◆ DATA EXTRACTS

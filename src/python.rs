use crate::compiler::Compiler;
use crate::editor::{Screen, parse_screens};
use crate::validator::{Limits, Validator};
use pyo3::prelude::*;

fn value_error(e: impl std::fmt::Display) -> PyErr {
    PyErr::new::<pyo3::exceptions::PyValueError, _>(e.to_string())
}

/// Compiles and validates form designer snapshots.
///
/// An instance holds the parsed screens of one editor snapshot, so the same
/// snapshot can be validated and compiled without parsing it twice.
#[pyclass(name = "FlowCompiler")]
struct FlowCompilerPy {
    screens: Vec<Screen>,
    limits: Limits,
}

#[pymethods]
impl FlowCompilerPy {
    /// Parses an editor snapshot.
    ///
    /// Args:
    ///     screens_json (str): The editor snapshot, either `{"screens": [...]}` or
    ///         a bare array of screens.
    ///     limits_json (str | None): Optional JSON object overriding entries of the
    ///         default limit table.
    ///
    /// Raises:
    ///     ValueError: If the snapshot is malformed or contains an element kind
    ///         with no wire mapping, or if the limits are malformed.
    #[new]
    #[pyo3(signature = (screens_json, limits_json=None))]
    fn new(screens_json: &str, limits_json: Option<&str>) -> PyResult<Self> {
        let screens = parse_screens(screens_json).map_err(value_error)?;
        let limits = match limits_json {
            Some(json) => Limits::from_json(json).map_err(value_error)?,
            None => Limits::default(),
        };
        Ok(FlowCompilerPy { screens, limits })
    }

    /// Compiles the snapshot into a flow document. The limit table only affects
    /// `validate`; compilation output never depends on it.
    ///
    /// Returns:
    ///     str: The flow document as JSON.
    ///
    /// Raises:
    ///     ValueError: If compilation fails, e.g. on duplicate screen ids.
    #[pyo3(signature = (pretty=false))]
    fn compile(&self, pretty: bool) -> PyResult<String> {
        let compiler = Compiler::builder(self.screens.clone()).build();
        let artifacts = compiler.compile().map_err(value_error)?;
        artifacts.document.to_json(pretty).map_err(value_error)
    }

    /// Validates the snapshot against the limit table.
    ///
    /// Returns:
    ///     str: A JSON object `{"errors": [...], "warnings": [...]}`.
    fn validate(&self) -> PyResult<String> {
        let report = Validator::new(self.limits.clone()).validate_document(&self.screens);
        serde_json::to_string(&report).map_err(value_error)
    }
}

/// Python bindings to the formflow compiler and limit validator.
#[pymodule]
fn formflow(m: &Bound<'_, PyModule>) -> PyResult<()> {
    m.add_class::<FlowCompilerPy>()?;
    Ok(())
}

* * *

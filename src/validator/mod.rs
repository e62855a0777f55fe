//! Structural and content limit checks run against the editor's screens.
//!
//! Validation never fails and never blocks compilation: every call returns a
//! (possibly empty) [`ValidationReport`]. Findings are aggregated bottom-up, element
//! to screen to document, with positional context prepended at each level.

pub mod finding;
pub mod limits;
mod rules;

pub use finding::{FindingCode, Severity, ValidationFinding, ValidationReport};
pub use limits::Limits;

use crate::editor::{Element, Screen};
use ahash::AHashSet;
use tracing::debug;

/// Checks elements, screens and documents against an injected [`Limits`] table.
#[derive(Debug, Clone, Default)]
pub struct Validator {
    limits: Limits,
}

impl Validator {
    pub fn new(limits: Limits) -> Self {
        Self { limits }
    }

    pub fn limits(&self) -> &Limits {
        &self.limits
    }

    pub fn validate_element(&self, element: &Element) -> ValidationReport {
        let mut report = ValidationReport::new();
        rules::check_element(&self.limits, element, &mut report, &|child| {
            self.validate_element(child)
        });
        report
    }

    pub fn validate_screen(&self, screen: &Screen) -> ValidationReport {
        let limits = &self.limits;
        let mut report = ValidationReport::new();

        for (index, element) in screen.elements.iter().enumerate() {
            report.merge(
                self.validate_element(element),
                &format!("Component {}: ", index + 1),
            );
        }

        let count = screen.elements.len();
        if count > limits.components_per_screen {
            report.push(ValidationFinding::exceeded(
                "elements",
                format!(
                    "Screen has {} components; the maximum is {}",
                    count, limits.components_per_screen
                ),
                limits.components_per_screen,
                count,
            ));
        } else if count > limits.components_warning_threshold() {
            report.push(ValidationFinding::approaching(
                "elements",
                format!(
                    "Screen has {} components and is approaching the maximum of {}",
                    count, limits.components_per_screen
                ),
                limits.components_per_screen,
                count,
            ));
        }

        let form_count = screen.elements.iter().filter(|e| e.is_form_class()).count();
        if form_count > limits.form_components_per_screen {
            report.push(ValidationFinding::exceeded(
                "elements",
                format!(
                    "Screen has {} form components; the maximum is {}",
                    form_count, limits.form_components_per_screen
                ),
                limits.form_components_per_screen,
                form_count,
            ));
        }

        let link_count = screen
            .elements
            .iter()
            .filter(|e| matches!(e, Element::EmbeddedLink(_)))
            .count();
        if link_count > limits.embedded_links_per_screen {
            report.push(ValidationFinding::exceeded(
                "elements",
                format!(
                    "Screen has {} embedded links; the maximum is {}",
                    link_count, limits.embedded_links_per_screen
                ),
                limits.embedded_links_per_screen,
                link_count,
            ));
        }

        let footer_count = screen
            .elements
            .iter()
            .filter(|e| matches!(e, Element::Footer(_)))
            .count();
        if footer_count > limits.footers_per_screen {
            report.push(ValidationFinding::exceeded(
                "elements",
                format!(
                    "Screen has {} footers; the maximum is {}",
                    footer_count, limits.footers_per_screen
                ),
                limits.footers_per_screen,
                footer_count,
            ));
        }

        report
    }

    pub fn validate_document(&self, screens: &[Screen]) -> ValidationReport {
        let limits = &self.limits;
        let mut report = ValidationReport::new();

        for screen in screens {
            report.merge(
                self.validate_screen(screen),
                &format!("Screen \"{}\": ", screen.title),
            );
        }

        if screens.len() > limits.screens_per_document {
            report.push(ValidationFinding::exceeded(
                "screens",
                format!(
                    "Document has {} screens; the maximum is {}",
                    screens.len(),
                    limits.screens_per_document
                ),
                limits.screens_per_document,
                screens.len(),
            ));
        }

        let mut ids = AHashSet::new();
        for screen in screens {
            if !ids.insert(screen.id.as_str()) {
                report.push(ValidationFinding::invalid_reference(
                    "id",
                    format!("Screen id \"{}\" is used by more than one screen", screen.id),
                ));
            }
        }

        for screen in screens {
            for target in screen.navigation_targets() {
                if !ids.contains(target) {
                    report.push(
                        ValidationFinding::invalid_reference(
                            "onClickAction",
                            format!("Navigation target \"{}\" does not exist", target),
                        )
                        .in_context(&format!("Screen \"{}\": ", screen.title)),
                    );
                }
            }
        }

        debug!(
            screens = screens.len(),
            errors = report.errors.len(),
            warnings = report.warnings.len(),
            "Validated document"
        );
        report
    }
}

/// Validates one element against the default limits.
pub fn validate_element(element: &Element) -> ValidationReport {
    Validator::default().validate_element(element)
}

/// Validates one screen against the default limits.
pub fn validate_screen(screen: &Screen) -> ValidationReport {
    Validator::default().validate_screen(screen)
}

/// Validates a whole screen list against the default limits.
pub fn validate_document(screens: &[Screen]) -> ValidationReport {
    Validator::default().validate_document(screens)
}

--

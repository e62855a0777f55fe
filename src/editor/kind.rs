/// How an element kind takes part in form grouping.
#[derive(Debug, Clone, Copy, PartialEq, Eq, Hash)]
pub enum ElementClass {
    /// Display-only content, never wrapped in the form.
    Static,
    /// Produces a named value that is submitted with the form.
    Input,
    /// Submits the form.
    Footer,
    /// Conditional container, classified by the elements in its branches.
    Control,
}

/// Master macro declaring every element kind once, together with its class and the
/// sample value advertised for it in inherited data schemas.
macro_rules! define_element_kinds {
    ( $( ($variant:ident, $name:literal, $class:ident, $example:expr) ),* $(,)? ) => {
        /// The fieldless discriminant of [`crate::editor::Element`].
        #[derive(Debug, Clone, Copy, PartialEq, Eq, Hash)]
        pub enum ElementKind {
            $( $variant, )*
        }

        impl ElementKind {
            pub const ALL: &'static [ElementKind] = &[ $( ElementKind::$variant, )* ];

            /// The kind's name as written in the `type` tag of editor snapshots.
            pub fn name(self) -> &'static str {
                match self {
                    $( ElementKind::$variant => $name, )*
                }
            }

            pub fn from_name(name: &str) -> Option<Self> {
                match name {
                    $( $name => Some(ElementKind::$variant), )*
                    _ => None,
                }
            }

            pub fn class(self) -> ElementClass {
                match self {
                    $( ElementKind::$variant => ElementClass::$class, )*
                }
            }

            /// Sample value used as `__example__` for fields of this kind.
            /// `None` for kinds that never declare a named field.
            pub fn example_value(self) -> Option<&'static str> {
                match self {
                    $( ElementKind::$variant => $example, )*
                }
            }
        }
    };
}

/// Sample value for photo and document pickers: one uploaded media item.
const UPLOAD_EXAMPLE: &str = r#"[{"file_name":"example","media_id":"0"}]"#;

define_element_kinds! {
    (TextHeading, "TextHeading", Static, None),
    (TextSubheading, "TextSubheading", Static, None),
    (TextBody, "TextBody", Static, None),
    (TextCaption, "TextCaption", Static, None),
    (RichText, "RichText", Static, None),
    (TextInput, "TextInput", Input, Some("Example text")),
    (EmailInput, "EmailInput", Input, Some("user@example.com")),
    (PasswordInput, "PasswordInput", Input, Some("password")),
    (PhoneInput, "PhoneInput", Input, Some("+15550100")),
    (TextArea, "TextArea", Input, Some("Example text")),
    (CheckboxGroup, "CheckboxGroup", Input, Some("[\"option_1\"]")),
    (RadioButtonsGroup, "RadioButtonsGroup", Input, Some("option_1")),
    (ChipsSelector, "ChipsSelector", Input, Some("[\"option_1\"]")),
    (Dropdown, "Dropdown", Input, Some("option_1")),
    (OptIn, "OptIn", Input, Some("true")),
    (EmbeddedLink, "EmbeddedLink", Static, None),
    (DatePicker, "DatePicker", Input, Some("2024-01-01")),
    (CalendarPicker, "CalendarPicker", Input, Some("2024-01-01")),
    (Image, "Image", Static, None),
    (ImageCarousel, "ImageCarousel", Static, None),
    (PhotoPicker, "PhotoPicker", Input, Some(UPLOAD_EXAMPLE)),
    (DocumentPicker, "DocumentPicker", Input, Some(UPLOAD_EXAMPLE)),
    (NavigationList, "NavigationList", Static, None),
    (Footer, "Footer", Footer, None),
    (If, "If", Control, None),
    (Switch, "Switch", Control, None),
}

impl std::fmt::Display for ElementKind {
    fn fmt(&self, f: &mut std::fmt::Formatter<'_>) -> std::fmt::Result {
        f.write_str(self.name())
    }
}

◆ EXERCISE
Copy out each line of the entries above that holds "snapshots".

◆ SOLVED PROBLEM
/// Compiles and validates form designer snapshots.
            /// The kind's name as written in the `type` tag of editor snapshots.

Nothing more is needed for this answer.